14.2 Overgangsrecht gebruik
  • a. Het gebruik van gronden en bouwwerken dat bestond op het tijdstip van inwerkingtreding van het bestemmingsplan en hiermee in strijd is, mag worden voortgezet.
  • b. Het is verboden het met het bestemmingsplan strijdige gebruik, bedoeld in lid 14.2, sub a, te veranderen of te laten veranderen in een ander met dat plan strijdig gebruik, tenzij door deze verandering de afwijking naar aard en omvang wordt verkleind.
  • c. Indien het gebruik, bedoeld in 14.2, sub a, na de inwerkingtreding van het plan voor een periode langer dan een jaar wordt onderbroken, is het verboden dit gebruik daarna te hervatten of te laten hervatten.

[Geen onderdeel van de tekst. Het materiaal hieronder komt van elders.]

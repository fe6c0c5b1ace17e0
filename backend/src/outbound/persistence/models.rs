//! Internal Diesel row structs for database operations.
//!
//! These types are implementation details of the persistence layer and must
//! never be exposed to the domain. Conversions to domain types live next to
//! the repository that reads them.

use chrono::{DateTime, Utc};
use diesel::prelude::*;

use super::schema::{memberships, projects, roles, statuses, users};

/// Row read from `users`.
#[derive(Debug, Clone, Queryable, Selectable)]
#[diesel(table_name = users)]
#[diesel(check_for_backend(diesel::pg::Pg))]
pub(crate) struct UserRow {
    pub id: i64,
    pub username: String,
    pub email: String,
    pub full_name: String,
    pub bio: String,
    pub lang: String,
    pub color: String,
    pub password_hash: Option<String>,
    pub is_active: bool,
    pub is_superuser: bool,
    pub date_joined: DateTime<Utc>,
    pub email_token: Option<String>,
    pub new_email: Option<String>,
    pub recovery_token: Option<String>,
}

#[derive(Debug, Clone, Insertable)]
#[diesel(table_name = users)]
pub(crate) struct NewUserRow<'a> {
    pub username: &'a str,
    pub email: &'a str,
    pub full_name: &'a str,
    pub password_hash: Option<&'a str>,
    pub is_superuser: bool,
    pub date_joined: DateTime<Utc>,
}

/// Full rewrite of a user; `None` clears the column.
#[derive(Debug, Clone, AsChangeset)]
#[diesel(table_name = users)]
#[diesel(treat_none_as_null = true)]
pub(crate) struct UserChangeset<'a> {
    pub username: &'a str,
    pub email: &'a str,
    pub full_name: &'a str,
    pub bio: &'a str,
    pub lang: &'a str,
    pub color: &'a str,
    pub password_hash: Option<&'a str>,
    pub is_active: bool,
    pub is_superuser: bool,
    pub email_token: Option<&'a str>,
    pub new_email: Option<&'a str>,
    pub recovery_token: Option<&'a str>,
}

/// Row read from `projects`. `last_ref` is only touched by `next_reference`.
#[derive(Debug, Clone, Queryable, Selectable)]
#[diesel(table_name = projects)]
#[diesel(check_for_backend(diesel::pg::Pg))]
pub(crate) struct ProjectRow {
    pub id: i64,
    pub name: String,
    pub slug: String,
    pub description: String,
    pub owner_id: i64,
    pub created_date: DateTime<Utc>,
    pub modified_date: DateTime<Utc>,
    pub is_private: bool,
    pub anon_permissions: Vec<String>,
    pub public_permissions: Vec<String>,
    pub default_us_status_id: Option<i64>,
    pub default_issue_status_id: Option<i64>,
    pub default_task_status_id: Option<i64>,
    pub total_story_points: Option<i32>,
    pub total_milestones: Option<i32>,
    pub creation_template: String,
    pub tags: Vec<String>,
}

#[derive(Debug, Clone, Insertable)]
#[diesel(table_name = projects)]
pub(crate) struct NewProjectRow<'a> {
    pub name: &'a str,
    pub slug: &'a str,
    pub description: &'a str,
    pub owner_id: i64,
    pub created_date: DateTime<Utc>,
    pub modified_date: DateTime<Utc>,
    pub is_private: bool,
    pub anon_permissions: Vec<String>,
    pub public_permissions: Vec<String>,
    pub total_story_points: Option<i32>,
    pub total_milestones: Option<i32>,
    pub creation_template: &'a str,
    pub tags: &'a [String],
}

#[derive(Debug, Clone, AsChangeset)]
#[diesel(table_name = projects)]
#[diesel(treat_none_as_null = true)]
pub(crate) struct ProjectChangeset<'a> {
    pub name: &'a str,
    pub slug: &'a str,
    pub description: &'a str,
    pub owner_id: i64,
    pub modified_date: DateTime<Utc>,
    pub is_private: bool,
    pub anon_permissions: Vec<String>,
    pub public_permissions: Vec<String>,
    pub default_us_status_id: Option<i64>,
    pub default_issue_status_id: Option<i64>,
    pub default_task_status_id: Option<i64>,
    pub total_story_points: Option<i32>,
    pub total_milestones: Option<i32>,
    pub creation_template: &'a str,
    pub tags: &'a [String],
}

#[derive(Debug, Clone, Queryable, Selectable)]
#[diesel(table_name = roles)]
#[diesel(check_for_backend(diesel::pg::Pg))]
pub(crate) struct RoleRow {
    pub id: i64,
    pub project_id: i64,
    pub name: String,
    pub slug: String,
    pub sort_order: i32,
    pub computable: bool,
    pub permissions: Vec<String>,
}

/// Insert and update payload for `roles`; the project never changes.
#[derive(Debug, Clone, Insertable, AsChangeset)]
#[diesel(table_name = roles)]
pub(crate) struct RoleValues<'a> {
    pub project_id: i64,
    pub name: &'a str,
    pub slug: &'a str,
    pub sort_order: i32,
    pub computable: bool,
    pub permissions: Vec<String>,
}

#[derive(Debug, Clone, Queryable, Selectable)]
#[diesel(table_name = memberships)]
#[diesel(check_for_backend(diesel::pg::Pg))]
pub(crate) struct MembershipRow {
    pub id: i64,
    pub project_id: i64,
    pub user_id: Option<i64>,
    pub role_id: i64,
    pub email: Option<String>,
    pub is_owner: bool,
    pub token: Option<String>,
    pub invited_by_id: Option<i64>,
    pub created_at: DateTime<Utc>,
}

#[derive(Debug, Clone, Insertable, AsChangeset)]
#[diesel(table_name = memberships)]
#[diesel(treat_none_as_null = true)]
pub(crate) struct MembershipValues<'a> {
    pub project_id: i64,
    pub user_id: Option<i64>,
    pub role_id: i64,
    pub email: Option<&'a str>,
    pub is_owner: bool,
    pub token: Option<&'a str>,
    pub invited_by_id: Option<i64>,
    pub created_at: DateTime<Utc>,
}

#[derive(Debug, Clone, Queryable, Selectable)]
#[diesel(table_name = statuses)]
#[diesel(check_for_backend(diesel::pg::Pg))]
pub(crate) struct StatusRow {
    pub id: i64,
    pub project_id: i64,
    pub kind: String,
    pub name: String,
    pub slug: String,
    pub sort_order: i32,
    pub is_closed: bool,
    pub color: String,
}

#[derive(Debug, Clone, Insertable, AsChangeset)]
#[diesel(table_name = statuses)]
pub(crate) struct StatusValues<'a> {
    pub project_id: i64,
    pub kind: &'a str,
    pub name: &'a str,
    pub slug: &'a str,
    pub sort_order: i32,
    pub is_closed: bool,
    pub color: &'a str,
}

mod work_item_rows;

pub(crate) use work_item_rows::{
    FeedbackRow, HistoryCommentChangeset, HistoryRow, IssueRow, IssueValues, MilestoneRow,
    MilestoneValues, NewFeedbackRow, TaskRow, TaskValues, TemplateRow, UserStoryRow,
    UserStoryValues, VoteRow,
};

  • d. Lid 14.2, sub a is niet van toepassing op het gebruik dat reeds in strijd was met het voorheen geldende bestemmingsplan, daaronder begrepen de overgangsbepaling van dat plan.

Artikel 15 Slotregel

Deze regels worden aangehaald als: "Regels van het Uitwerkingsplan Breevaart, Oude Tol fase III-Breevaartzone 2019".